** Opening Records supplied block **

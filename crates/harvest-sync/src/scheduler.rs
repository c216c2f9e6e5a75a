use std::collections::BTreeMap;
use std::sync::Arc;

use anyhow::{Context, Result};
use tokio_cron_scheduler::{Job, JobScheduler};
use tracing::{info, warn};

use crate::fetcher::FetcherRegistry;
use crate::Harvester;

/// Cron expression → fetchers it triggers. Fetchers without their own
/// schedule share `default_cron`.
pub fn schedule_plan(registry: &FetcherRegistry, default_cron: &str) -> BTreeMap<String, Vec<String>> {
    let mut plan: BTreeMap<String, Vec<String>> = BTreeMap::new();
    for fetcher in registry.iter() {
        let cron = fetcher.schedule().unwrap_or(default_cron).to_string();
        plan.entry(cron).or_default().push(fetcher.name().to_string());
    }
    plan
}

pub async fn build_scheduler(harvester: Arc<Harvester>) -> Result<JobScheduler> {
    let sched = JobScheduler::new().await.context("creating scheduler")?;
    let plan = schedule_plan(harvester.registry(), &harvester.config().sync_cron);

    for (cron, names) in plan {
        let job_harvester = Arc::clone(&harvester);
        let job_names = names.clone();
        let job = Job::new_async(cron.as_str(), move |_uuid, _l| {
            let harvester = Arc::clone(&job_harvester);
            let names = job_names.clone();
            Box::pin(async move {
                info!(sources = ?names, "scheduled fetch triggered");
                for report in harvester.run_sources(&names).await {
                    if !report.result.is_success() {
                        warn!(source = %report.run.source, "scheduled fetch failed: {}", report.run.summary);
                    }
                }
            })
        })
        .with_context(|| format!("creating scheduler job for cron {cron}"))?;
        sched.add(job).await.context("adding scheduler job")?;
        info!(%cron, sources = ?names, "scheduled fetchers");
    }
    Ok(sched)
}

pub async fn maybe_build_scheduler(harvester: Arc<Harvester>) -> Result<Option<JobScheduler>> {
    if !harvester.config().scheduler_enabled {
        return Ok(None);
    }
    build_scheduler(harvester).await.map(Some)
}
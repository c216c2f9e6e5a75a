//! Per-run fetch metadata sinks.

use std::path::{Path, PathBuf};

use anyhow::{Context, Result};
use async_trait::async_trait;
use chrono::{DateTime, Utc};
use serde::{Deserialize, Serialize};
use sqlx::postgres::PgPoolOptions;
use sqlx::PgPool;
use tokio::fs::{self, OpenOptions};
use tokio::io::AsyncWriteExt;
use tokio::sync::{Mutex, OnceCell};
use uuid::Uuid;

#[derive(Debug, Clone, PartialEq, Serialize, Deserialize)]
pub struct FetchMetadata {
    pub run_id: Uuid,
    pub source: String,
    pub category: String,
    pub item_count: u64,
    pub fetched_at: DateTime<Utc>,
    pub metadata: serde_json::Value,
}

#[async_trait]
pub trait MetadataSink: Send + Sync {
    async fn store_fetch_metadata(&self, record: &FetchMetadata) -> Result<()>;

    /// Reachability check without side effects.
    async fn ping(&self) -> Result<()>;

    fn describe(&self) -> String;
}

/// Appends one JSON line per run to a file in the state directory.
pub struct JsonlMetadataSink {
    path: PathBuf,
    write_lock: Mutex<()>,
}

impl JsonlMetadataSink {
    pub fn new(path: impl Into<PathBuf>) -> Self {
        Self {
            path: path.into(),
            write_lock: Mutex::new(()),
        }
    }

    pub fn path(&self) -> &Path {
        &self.path
    }
}

#[async_trait]
impl MetadataSink for JsonlMetadataSink {
    async fn store_fetch_metadata(&self, record: &FetchMetadata) -> Result<()> {
        let mut line = serde_json::to_vec(record).context("serializing fetch metadata")?;
        line.push(b'\n');

        let _guard = self.write_lock.lock().await;
        if let Some(parent) = self.path.parent() {
            fs::create_dir_all(parent)
                .await
                .with_context(|| format!("creating {}", parent.display()))?;
        }
        let mut file = OpenOptions::new()
            .create(true)
            .append(true)
            .open(&self.path)
            .await
            .with_context(|| format!("opening {}", self.path.display()))?;
        file.write_all(&line)
            .await
            .with_context(|| format!("appending to {}", self.path.display()))?;
        file.sync_data().await?;
        Ok(())
    }

    async fn ping(&self) -> Result<()> {
        match fs::metadata(&self.path).await {
            Ok(meta) if meta.permissions().readonly() => {
                anyhow::bail!("{} is read-only", self.path.display())
            }
            Ok(_) => Ok(()),
            Err(err) if err.kind() == std::io::ErrorKind::NotFound => Ok(()),
            Err(err) => Err(err).with_context(|| format!("inspecting {}", self.path.display())),
        }
    }

    fn describe(&self) -> String {
        format!("jsonl:{}", self.path.display())
    }
}

/// Writes to the `fetch_metadata` table; the schema is created on first use.
pub struct PgMetadataSink {
    pool: PgPool,
    schema: OnceCell<()>,
}

impl PgMetadataSink {
    /// No connection is opened until the first query.
    pub fn connect_lazy(database_url: &str) -> Result<Self> {
        let pool = PgPoolOptions::new()
            .max_connections(4)
            .connect_lazy(database_url)
            .context("parsing DATABASE_URL")?;
        Ok(Self::from_pool(pool))
    }

    pub fn from_pool(pool: PgPool) -> Self {
        Self {
            pool,
            schema: OnceCell::new(),
        }
    }

    async fn ensure_schema(&self) -> Result<()> {
        self.schema
            .get_or_try_init(|| async {
                sqlx::query(
                    r#"
                    CREATE TABLE IF NOT EXISTS fetch_metadata (
                        id          BIGSERIAL PRIMARY KEY,
                        run_id      UUID NOT NULL,
                        source      TEXT NOT NULL,
                        category    TEXT NOT NULL,
                        item_count  BIGINT NOT NULL,
                        fetched_at  TIMESTAMPTZ NOT NULL,
                        metadata    JSONB NOT NULL
                    )
                    "#,
                )
                .execute(&self.pool)
                .await
                .context("creating fetch_metadata table")?;
                Ok::<(), anyhow::Error>(())
            })
            .await?;
        Ok(())
    }
}

#[async_trait]
impl MetadataSink for PgMetadataSink {
    async fn store_fetch_metadata(&self, record: &FetchMetadata) -> Result<()> {
        self.ensure_schema().await?;
        sqlx::query(
            r#"
            INSERT INTO fetch_metadata (run_id, source, category, item_count, fetched_at, metadata)
            VALUES ($1, $2, $3, $4, $5, $6)
            "#,
        )
        .bind(record.run_id)
        .bind(&record.source)
        .bind(&record.category)
        .bind(i64::try_from(record.item_count).unwrap_or(i64::MAX))
        .bind(record.fetched_at)
        .bind(&record.metadata)
        .execute(&self.pool)
        .await
        .with_context(|| format!("inserting fetch metadata for {}", record.source))?;
        Ok(())
    }

    async fn ping(&self) -> Result<()> {
        sqlx::query("SELECT 1")
            .execute(&self.pool)
            .await
            .context("pinging metadata database")?;
        Ok(())
    }

    fn describe(&self) -> String {
        "postgres:fetch_metadata".to_string()
    }
}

** Closing Records supplied block **

Exercise –
Nothing in the records above may differ in your copy; retype them in full.

Response area –
filename crates/harvest-sync/src/scheduler.rs
repository c216c2f9e6e5a75a
use std::collections::BTreeMap;
use std::sync::Arc;

use anyhow::{Context, Result};
use tokio_cron_scheduler::{Job, JobScheduler};
use tracing::{info, warn};

use crate::fetcher::FetcherRegistry;
use crate::Harvester;

/// Cron expression → fetchers it triggers. Fetchers without their own
/// schedule share `default_cron`.
pub fn schedule_plan(registry: &FetcherRegistry, default_cron: &str) -> BTreeMap<String, Vec<String>> {
    let mut plan: BTreeMap<String, Vec<String>> = BTreeMap::new();
    for fetcher in registry.iter() {
        let cron = fetcher.schedule().unwrap_or(default_cron).to_string();
        plan.entry(cron).or_default().push(fetcher.name().to_string());
    }
    plan
}

pub async fn build_scheduler(harvester: Arc<Harvester>) -> Result<JobScheduler> {
    let sched = JobScheduler::new().await.context("creating scheduler")?;
    let plan = schedule_plan(harvester.registry(), &harvester.config().sync_cron);

    for (cron, names) in plan {
        let job_harvester = Arc::clone(&harvester);
        let job_names = names.clone();
        let job = Job::new_async(cron.as_str(), move |_uuid, _l| {
            let harvester = Arc::clone(&job_harvester);
            let names = job_names.clone();
            Box::pin(async move {
                info!(sources = ?names, "scheduled fetch triggered");
                for report in harvester.run_sources(&names).await {
                    if !report.result.is_success() {
                        warn!(source = %report.run.source, "scheduled fetch failed: {}", report.run.summary);
                    }
                }
            })
        })
        .with_context(|| format!("creating scheduler job for cron {cron}"))?;
        sched.add(job).await.context("adding scheduler job")?;
        info!(%cron, sources = ?names, "scheduled fetchers");
    }
    Ok(sched)
}

pub async fn maybe_build_scheduler(harvester: Arc<Harvester>) -> Result<Option<JobScheduler>> {
    if !harvester.config().scheduler_enabled {
        return Ok(None);
    }
    build_scheduler(harvester).await.map(Some)
}
repository c216c2f9e6e5a75a
//! Per-run fetch metadata sinks.

use std::path::{Path, PathBuf};

use anyhow::{Context, Result};
use async_trait::async_trait;
use chrono::{DateTime, Utc};
use serde::{Deserialize, Serialize};
use sqlx::postgres::PgPoolOptions;
use sqlx::PgPool;
use tokio::fs::{self, OpenOptions};
use tokio::io::AsyncWriteExt;
use tokio::sync::{Mutex, OnceCell};
use uuid::Uuid;

#[derive(Debug, Clone, PartialEq, Serialize, Deserialize)]
pub struct FetchMetadata {
    pub run_id: Uuid,
    pub source: String,
    pub category: String,
    pub item_count: u64,
    pub fetched_at: DateTime<Utc>,
    pub metadata: serde_json::Value,
}

#[async_trait]
pub trait MetadataSink: Send + Sync {
    async fn store_fetch_metadata(&self, record: &FetchMetadata) -> Result<()>;

    /// Reachability check without side effects.
    async fn ping(&self) -> Result<()>;

    fn describe(&self) -> String;
}

/// Appends one JSON line per run to a file in the state directory.
pub struct JsonlMetadataSink {
    path: PathBuf,
    write_lock: Mutex<()>,
}

impl JsonlMetadataSink {
    pub fn new(path: impl Into<PathBuf>) -> Self {
        Self {
            path: path.into(),
            write_lock: Mutex::new(()),
        }
    }

    pub fn path(&self) -> &Path {
        &self.path
    }
}

#[async_trait]
impl MetadataSink for JsonlMetadataSink {
    async fn store_fetch_metadata(&self, record: &FetchMetadata) -> Result<()> {
        let mut line = serde_json::to_vec(record).context("serializing fetch metadata")?;
        line.push(b'\n');

        let _guard = self.write_lock.lock().await;
        if let Some(parent) = self.path.parent() {
            fs::create_dir_all(parent)
                .await
                .with_context(|| format!("creating {}", parent.display()))?;
        }
        let mut file = OpenOptions::new()
            .create(true)
            .append(true)
            .open(&self.path)
            .await
            .with_context(|| format!("opening {}", self.path.display()))?;
        file.write_all(&line)
            .await
            .with_context(|| format!("appending to {}", self.path.display()))?;
        file.sync_data().await?;
        Ok(())
    }

    async fn ping(&self) -> Result<()> {
        match fs::metadata(&self.path).await {
            Ok(meta) if meta.permissions().readonly() => {
                anyhow::bail!("{} is read-only", self.path.display())
            }
            Ok(_) => Ok(()),
            Err(err) if err.kind() == std::io::ErrorKind::NotFound => Ok(()),
            Err(err) => Err(err).with_context(|| format!("inspecting {}", self.path.display())),
        }
    }

    fn describe(&self) -> String {
        format!("jsonl:{}", self.path.display())
    }
}

/// Writes to the `fetch_metadata` table; the schema is created on first use.
pub struct PgMetadataSink {
    pool: PgPool,
    schema: OnceCell<()>,
}

impl PgMetadataSink {
    /// No connection is opened until the first query.
    pub fn connect_lazy(database_url: &str) -> Result<Self> {
        let pool = PgPoolOptions::new()
            .max_connections(4)
            .connect_lazy(database_url)
            .context("parsing DATABASE_URL")?;
        Ok(Self::from_pool(pool))
    }

    pub fn from_pool(pool: PgPool) -> Self {
        Self {
            pool,
            schema: OnceCell::new(),
        }
    }

    async fn ensure_schema(&self) -> Result<()> {
        self.schema
            .get_or_try_init(|| async {
                sqlx::query(
                    r#"
                    CREATE TABLE IF NOT EXISTS fetch_metadata (
                        id          BIGSERIAL PRIMARY KEY,
                        run_id      UUID NOT NULL,
                        source      TEXT NOT NULL,
                        category    TEXT NOT NULL,
                        item_count  BIGINT NOT NULL,
                        fetched_at  TIMESTAMPTZ NOT NULL,
                        metadata    JSONB NOT NULL
                    )
                    "#,
                )
                .execute(&self.pool)
                .await
                .context("creating fetch_metadata table")?;
                Ok::<(), anyhow::Error>(())
            })
            .await?;
        Ok(())
    }
}

#[async_trait]
impl MetadataSink for PgMetadataSink {
    async fn store_fetch_metadata(&self, record: &FetchMetadata) -> Result<()> {
        self.ensure_schema().await?;
        sqlx::query(
            r#"
            INSERT INTO fetch_metadata (run_id, source, category, item_count, fetched_at, metadata)
            VALUES ($1, $2, $3, $4, $5, $6)
            "#,
        )
        .bind(record.run_id)
        .bind(&record.source)
        .bind(&record.category)
        .bind(i64::try_from(record.item_count).unwrap_or(i64::MAX))
        .bind(record.fetched_at)
        .bind(&record.metadata)
        .execute(&self.pool)
        .await
        .with_context(|| format!("inserting fetch metadata for {}", record.source))?;
        Ok(())
    }

    async fn ping(&self) -> Result<()> {
        sqlx::query("SELECT 1")
            .execute(&self.pool)
            .await
            .context("pinging metadata database")?;
        Ok(())
    }

    fn describe(&self) -> String {
        "postgres:fetch_metadata".to_string()
    }
}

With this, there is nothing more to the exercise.